What’s the secret to catching these big fish “To target big stripers, a shallow feeding flat 3 to 8 feet deep with structure and deep later access to retreat to is the answer to the riddle. When hungry, they move out from their deep water homes behind snags to shallow water to feed. After stuffing their belly, they go home to deep water,” he explained.
Driessen illustrates the exceptional care that he uses when releasing fish to make sure that the fish shoots back into its lair.
“Everything stops when the fish hits my deck,” he said. “The first thing is the bait comes out and we immediately put the fish in the fish box with the pump pumping fresh river water and the water is oxygenated to revive the fish. We close the fish box for a half hour and let the fish mellow out.”
He said the adrenalin of the fight produces lactic acid, making the striper’s tail turn pure white. “I won’t release the striper until the tail has turned opaque or clear, its natural color,” he said.
“When I take the fish out of the box and put in the water- you better have already taken your pictures because the fish can’t get out of my hands fast enough,” he noted.
The reason why the fishing this fall and winter was so good is because striper fishing is most productive in drought or lower water years.

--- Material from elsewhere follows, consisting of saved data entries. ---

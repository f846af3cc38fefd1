//! Paged migration of both token tables.
//!
//! Each phase loops count → fetch page → transform and commit each record →
//! re-count until no unmigrated ids remain. The unmigrated count is taken
//! from the store after every page, so a rerun after a crash simply picks up
//! the records whose ids still have the legacy shape.

use serde::Serialize;
use tracing::{debug, info};

use crate::error::{MigrationError, Result, StoreError};
use crate::key::TokenKeyGenerator;
use crate::record::{
    is_migrated_id, AccessTokenRecord, AccessTokenUpdate, RefreshTokenRecord, RefreshTokenUpdate,
    TokenKind, TokenRecord,
};
use crate::store::MigrationStore;
use crate::transform::{
    RecordTransformer, TransformPolicy, TransformedAccessToken, TransformedRefreshToken,
};
use crate::types::CodecRegistry;

pub const DEFAULT_PAGE_SIZE: usize = 100;

#[derive(Debug, Clone, Copy, PartialEq, Eq)]
pub struct MigrationOptions {
    pub remove_refresh_tokens: bool,
    pub serialize_new_token_values: bool,
    pub strict_pairing: bool,
    pub page_size: usize,
}

impl Default for MigrationOptions {
    fn default() -> Self {
        Self {
            remove_refresh_tokens: false,
            serialize_new_token_values: false,
            strict_pairing: false,
            page_size: DEFAULT_PAGE_SIZE,
        }
    }
}

impl MigrationOptions {
    /// # Errors
    /// Returns [`MigrationError::Config`] for a zero page size.
    pub fn validate(&self) -> Result<()> {
        if self.page_size == 0 {
            return Err(MigrationError::Config("page size must be at least 1".to_string()));
        }
        Ok(())
    }

    #[must_use]
    pub fn policy(&self) -> TransformPolicy {
        TransformPolicy {
            remove_refresh_tokens: self.remove_refresh_tokens,
            serialize_new_token_values: self.serialize_new_token_values,
            strict_pairing: self.strict_pairing,
        }
    }
}

#[derive(Debug, Clone, Copy, PartialEq, Eq, Serialize)]
#[serde(rename_all = "snake_case")]
pub enum PhaseState {
    Counting,
    Paging,
    Transforming,
    Committing,
    Done,
}

impl PhaseState {
    #[must_use]
    pub fn as_str(self) -> &'static str {
        match self {
            Self::Counting => "counting",
            Self::Paging => "paging",
            Self::Transforming => "transforming",
            Self::Committing => "committing",
            Self::Done => "done",
        }
    }
}

#[derive(Debug, Clone, PartialEq, Eq, Serialize)]
pub struct PhaseSummary {
    pub kind: TokenKind,
    /// Rows were deleted in bulk instead of migrated.
    pub removed: bool,
    pub initial_unmigrated: usize,
    pub migrated: usize,
    pub cleared: usize,
    pub pages: usize,
    pub pairing_mismatches: usize,
}

impl PhaseSummary {
    fn new(kind: TokenKind) -> Self {
        Self {
            kind,
            removed: false,
            initial_unmigrated: 0,
            migrated: 0,
            cleared: 0,
            pages: 0,
            pairing_mismatches: 0,
        }
    }
}

#[derive(Debug, Clone, PartialEq, Eq, Serialize)]
pub struct MigrationSummary {
    pub access_tokens: PhaseSummary,
    pub refresh_tokens: PhaseSummary,
}

/// Per-kind hooks for the shared paging loop.
trait Phase {
    type Record: TokenRecord;
    type Output;
    const KIND: TokenKind;

    fn count_unmigrated<S: MigrationStore>(store: &S) -> Result<usize, StoreError>;

    fn fetch<S: MigrationStore>(store: &S, limit: usize) -> Result<Vec<Self::Record>, StoreError>;

    fn transform<K: TokenKeyGenerator + ?Sized>(
        transformer: &RecordTransformer<'_, K>,
        record: &Self::Record,
    ) -> Result<Self::Output>;

    fn new_token_id(output: &Self::Output) -> &str;

    fn pairing_mismatch(_output: &Self::Output) -> bool {
        false
    }

    fn commit<S: MigrationStore>(
        store: &mut S,
        record: &Self::Record,
        output: &Self::Output,
    ) -> Result<(), StoreError>;
}

struct AccessTokens;

impl Phase for AccessTokens {
    type Record = AccessTokenRecord;
    type Output = TransformedAccessToken;
    const KIND: TokenKind = TokenKind::Access;

    fn count_unmigrated<S: MigrationStore>(store: &S) -> Result<usize, StoreError> {
        store.count_unmigrated_access_tokens()
    }

    fn fetch<S: MigrationStore>(store: &S, limit: usize) -> Result<Vec<Self::Record>, StoreError> {
        store.unmigrated_access_token_records(limit)
    }

    fn transform<K: TokenKeyGenerator + ?Sized>(
        transformer: &RecordTransformer<'_, K>,
        record: &Self::Record,
    ) -> Result<Self::Output> {
        transformer.transform_access_token(record)
    }

    fn new_token_id(output: &Self::Output) -> &str {
        &output.new_token_id
    }

    fn pairing_mismatch(output: &Self::Output) -> bool {
        output.pairing_mismatch
    }

    fn commit<S: MigrationStore>(
        store: &mut S,
        record: &Self::Record,
        output: &Self::Output,
    ) -> Result<(), StoreError> {
        store.update_access_token(AccessTokenUpdate {
            old_token_id: &record.token_id,
            new_token_id: &output.new_token_id,
            new_refresh_token: output.new_refresh_token.as_deref(),
            token: &output.token,
            authentication: &output.authentication,
        })
    }
}

struct RefreshTokens;

impl Phase for RefreshTokens {
    type Record = RefreshTokenRecord;
    type Output = TransformedRefreshToken;
    const KIND: TokenKind = TokenKind::Refresh;

    fn count_unmigrated<S: MigrationStore>(store: &S) -> Result<usize, StoreError> {
        store.count_unmigrated_refresh_tokens()
    }

    fn fetch<S: MigrationStore>(store: &S, limit: usize) -> Result<Vec<Self::Record>, StoreError> {
        store.unmigrated_refresh_token_records(limit)
    }

    fn transform<K: TokenKeyGenerator + ?Sized>(
        transformer: &RecordTransformer<'_, K>,
        record: &Self::Record,
    ) -> Result<Self::Output> {
        transformer.transform_refresh_token(record)
    }

    fn new_token_id(output: &Self::Output) -> &str {
        &output.new_token_id
    }

    fn commit<S: MigrationStore>(
        store: &mut S,
        record: &Self::Record,
        output: &Self::Output,
    ) -> Result<(), StoreError> {
        store.update_refresh_token(RefreshTokenUpdate {
            old_token_id: &record.token_id,
            new_token_id: &output.new_token_id,
            token: &output.token,
            authentication: &output.authentication,
        })
    }
}

fn enter(state: &mut PhaseState, next: PhaseState, kind: TokenKind) {
    debug!(kind = kind.as_str(), from = state.as_str(), to = next.as_str(), "phase state");
    *state = next;
}

/// Runs the access token phase, then the refresh token phase, against one store.
pub struct Migrator<S, K> {
    store: S,
    keys: K,
    registry: CodecRegistry,
    options: MigrationOptions,
    state: PhaseState,
}

impl<S, K> Migrator<S, K>
where
    S: MigrationStore,
    K: TokenKeyGenerator,
{
    /// # Errors
    /// Returns [`MigrationError::Config`] for invalid options.
    pub fn new(store: S, keys: K, registry: CodecRegistry, options: MigrationOptions) -> Result<Self> {
        options.validate()?;
        Ok(Self { store, keys, registry, options, state: PhaseState::Counting })
    }

    #[must_use]
    pub fn store(&self) -> &S {
        &self.store
    }

    #[must_use]
    pub fn into_store(self) -> S {
        self.store
    }

    /// State of the most recent phase; where it stopped when a run failed.
    #[must_use]
    pub fn state(&self) -> PhaseState {
        self.state
    }

    /// Access tokens first, then refresh tokens. The first error aborts the
    /// run; records committed before it stay committed.
    ///
    /// # Errors
    /// Any error from either phase.
    pub fn migrate_data(&mut self) -> Result<MigrationSummary> {
        let access_tokens = self.migrate_access_tokens()?;
        let refresh_tokens = self.migrate_refresh_tokens()?;
        Ok(MigrationSummary { access_tokens, refresh_tokens })
    }

    /// # Errors
    /// Store, transform and stall errors.
    pub fn migrate_access_tokens(&mut self) -> Result<PhaseSummary> {
        self.run_phase::<AccessTokens>()
    }

    /// With the removal policy every refresh token row is deleted in one
    /// step; otherwise refresh tokens are migrated page by page.
    ///
    /// # Errors
    /// Store, transform and stall errors.
    pub fn migrate_refresh_tokens(&mut self) -> Result<PhaseSummary> {
        if !self.options.remove_refresh_tokens {
            return self.run_phase::<RefreshTokens>();
        }

        let kind = TokenKind::Refresh;
        let mut summary = PhaseSummary { removed: true, ..PhaseSummary::new(kind) };
        enter(&mut self.state, PhaseState::Counting, kind);
        summary.initial_unmigrated = self.store.count_unmigrated_refresh_tokens()?;
        info!(count = summary.initial_unmigrated, "clearing refresh tokens");

        enter(&mut self.state, PhaseState::Committing, kind);
        summary.cleared = self.store.clear_refresh_tokens()?;
        enter(&mut self.state, PhaseState::Done, kind);
        info!(cleared = summary.cleared, "finished clearing refresh tokens");
        Ok(summary)
    }

    fn run_phase<P: Phase>(&mut self) -> Result<PhaseSummary> {
        let kind = P::KIND;
        let transformer = RecordTransformer::new(&self.registry, &self.keys, self.options.policy());
        let mut summary = PhaseSummary::new(kind);

        enter(&mut self.state, PhaseState::Counting, kind);
        let mut remaining = P::count_unmigrated(&self.store)?;
        summary.initial_unmigrated = remaining;
        info!(kind = kind.as_str(), count = remaining, "starting token migration");

        while remaining > 0 {
            enter(&mut self.state, PhaseState::Paging, kind);
            let page = P::fetch(&self.store, self.options.page_size)?;
            if page.is_empty() {
                return Err(MigrationError::Stalled { kind: kind.as_str(), remaining });
            }
            summary.pages += 1;

            for record in &page {
                let old_token_id = record.token_id();
                info!(kind = kind.as_str(), token_id = old_token_id, "migrating token");

                enter(&mut self.state, PhaseState::Transforming, kind);
                let output = P::transform(&transformer, record)?;
                let new_token_id = P::new_token_id(&output);
                if !is_migrated_id(new_token_id) {
                    return Err(MigrationError::UnmigratedKeyShape {
                        token_id: old_token_id.to_string(),
                        key: new_token_id.to_string(),
                    });
                }

                enter(&mut self.state, PhaseState::Committing, kind);
                P::commit(&mut self.store, record, &output)?;
                if P::pairing_mismatch(&output) {
                    summary.pairing_mismatches += 1;
                }
                summary.migrated += 1;
                info!(kind = kind.as_str(), token_id = old_token_id, new_token_id, "migrated token");
            }

            enter(&mut self.state, PhaseState::Counting, kind);
            remaining = P::count_unmigrated(&self.store)?;
        }

        enter(&mut self.state, PhaseState::Done, kind);
        info!(
            kind = kind.as_str(),
            migrated = summary.migrated,
            pages = summary.pages,
            "finished token migration"
        );
        Ok(summary)
    }
}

During high water years, the fishing is tougher because the river is blown out for much of the time.
He believes there are more large stripers than anglers think there are, but the big fish are notoriously smart and tough to hook and you can’t use the same techniques for them used 50 years ago.
“I promise that nobody does it like I do,” Driessen said. “I believe there is a large amount of trophy stripers, but you can’t do it like it is still 1964 and throw an anchovy out and expect to catch a trophy striper. You need to put in the work to catch these fish. They are smart fish – very intelligent.”
When he isn’t pursuing trophy stripers, Driessen guides for salmon, stripers, sturgeon and shad on the Sacramento.
He emphasizes that he doesn’t guide for trophy stripers, but only fishes with trusted friends who won’t disclose his spots to others. “If I take others to my favorite spots, they will be sure to come back,” he noted.
When drought years come, Driessen will go out every day he can. “It’s way past a hobby – it’s become a borderline obsession,” he quipped.
“A trophy striper will eat anything that moves past its face. When I hooked up with Brock Hiroshima of Hiroshima Customs, I told him I wanted to do something nobody had never done; throw a 13 inch glide bait,,” he said.
“Nobody had ever thought of throwing this bait that weighs 11 ounces, an absolute monstrosity. Two years ago, I met up with Miles Boyd of Elite Sticks and Anthony Crawford. The three of us sat down and figured out how to build these rods that cast baits over 9 ounces,” he explained.
Driessen fishes the Sacramento River from the Red Bluff Diversion Dam to Colusa.
“I’m fishing for one bite all day. If and when that bite comes, you can guarantee it wil be the fish of your dreams, but that has been a rarity over the past 7 months,” Driessen explained.
When I interviewed Driessen, a Butte Creek area resident, he said had just had kidney surgery the day before and was recovering.
The 29-year old, who fished with his dad on Lake Shastina from the time he could hold a fishing rod in his hand, has also been battling esophageal cancer for 4 years.
But he plans to be back fishing as soon as he can. “I hope to be back on the river fishing in another two weeks,” he forecasted.